Performance Analysis
The performance of VAIOS was evaluated using a comprehensive benchmark suite executed on 5 March 2026. The benchmarks were designed to assess the behavior of key subsystems including task scheduling, inter-task communication, memory management, floating-point computation, and DMA-based data transfer. All tests were conducted on an STM32F401RE (Cortex-M4) platform with a 1 ms system tick.
The benchmark suite covered a total of 14 test cases spanning multiple subsystems, all of which completed successfully without errors, timeouts, or failures. The results demonstrate stable operation under both isolated and concurrent workloads.
Experimental Platform
The benchmarks were conducted on a Nucleo-F401RE development board. The configuration details are summarized in Table 6.1.
| Field | Value |
|---|---|
| Board | STM32F401RE (Nucleo-64) |
| CPU | Cortex-M4 @ 84 MHz |
| FPU | Enabled (hard-float ABI) |
| DMA | Enabled (UART logging) |
| SysTick | 1 ms period |
| Build | Release (-O2) |
Benchmark Summary
A comprehensive benchmark suite was executed on 5 March 2026 to evaluate the system’s performance across five critical sub-domains. The tests were performed on an STM32F401RE platform running at 84 MHz.
| Benchmark | Status | Duration | Throughput |
|---|---|---|---|
FPU: sinf throughput |
PASS | 4 ms | 250,000 ops/s |
FPU: sqrtf throughput |
PASS | 3 ms | 333,333 ops/s |
| FPU: multi-task context-save | PASS | 4 ms | 250,000 ops/s |
| DMA: Memory-to-Memory (Looped) | PASS | 20 ms | 2,000 KB/s |
| DMA: Concurrent Streams | PASS | 21 ms | 1,904 KB/s |
| TASK: Context switch rate | PASS | 212 ms | 3,773 sw/s |
| TASK: Priority preemption | PASS | 65 ms | Verified |
| TASK: Delay accuracy | PASS | 101 ms | 1% Error |
| IPC: Semaphore ping-pong | PASS | 31 ms | 32,258 trips/s |
| IPC: Mutex shared counter | PASS | 69 ms | Verified |
| MEM: Alloc/free throughput | PASS | 97 ms | 6,185 ops/s |
| MEM: Fragmentation resilience | PASS | — | Coalesced |
| STRESS: All subsystems concurrent | PASS | 8,004 ms | Verified |
Task Scheduling: The scheduler achieved a context switch rate of approximately 3,773 switches per second under release build conditions at 84 MHz. This translates to approximately 22,000 clock cycles per context switch, including PendSV overhead and scheduler logic. Delay accuracy was measured with a 1% error margin (101 ms measured for a 100 ms requested delay), which is the theoretical limit for a 1 ms system tick.

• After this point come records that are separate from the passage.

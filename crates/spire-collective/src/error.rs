//! Error types for spire-collective.

use thiserror::Error;

use crate::comm::Rank;

/// Result type for spire-collective operations.
pub type Result<T> = std::result::Result<T, Error>;

/// Errors that can occur while running a worker cohort.
#[derive(Debug, Error)]
pub enum Error {
    /// The cohort was aborted by one of its workers. Returned from a
    /// collective call instead of blocking on a rendezvous that can never
    /// complete.
    #[error("cohort aborted by worker {rank}: {reason}")]
    Aborted { rank: Rank, reason: String },

    /// A worker returned an error (or panicked) and took the cohort down
    /// with it.
    #[error("worker {rank} failed: {reason}")]
    WorkerFailed { rank: Rank, reason: String },

    /// A cohort must contain at least one worker.
    #[error("cohort must contain at least one worker")]
    EmptyCohort,

    /// A worker thread could not be spawned.
    #[error("failed to spawn worker thread: {0}")]
    Spawn(#[from] std::io::Error),
}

Computational Performance: The hardware FPU demonstrates high efficiency, with sqrtf outperforming sinf by approximately 33%, consistent with the hardware-accelerated square root instruction set. Multi-tasking tests verified the FPU context preservation logic, with lazy stacking ensuring that only active FPU-using tasks incur the register save/restore overhead.
Subsystem Reliability: A 3,000 ms high-contention stress test successfully executed 200 DMA transfers, 6,902 semaphore trips, and numerous memory operations concurrently. Zero allocation failures and zero data corruption incidents were observed, confirming kernel stability under high-load autonomous flight scenarios. Significant reliability fixes were implemented during benchmarking, including a bounded spin-wait in the logging subsystem and optimized DMA flag clearing sequences to prevent spurious interrupts.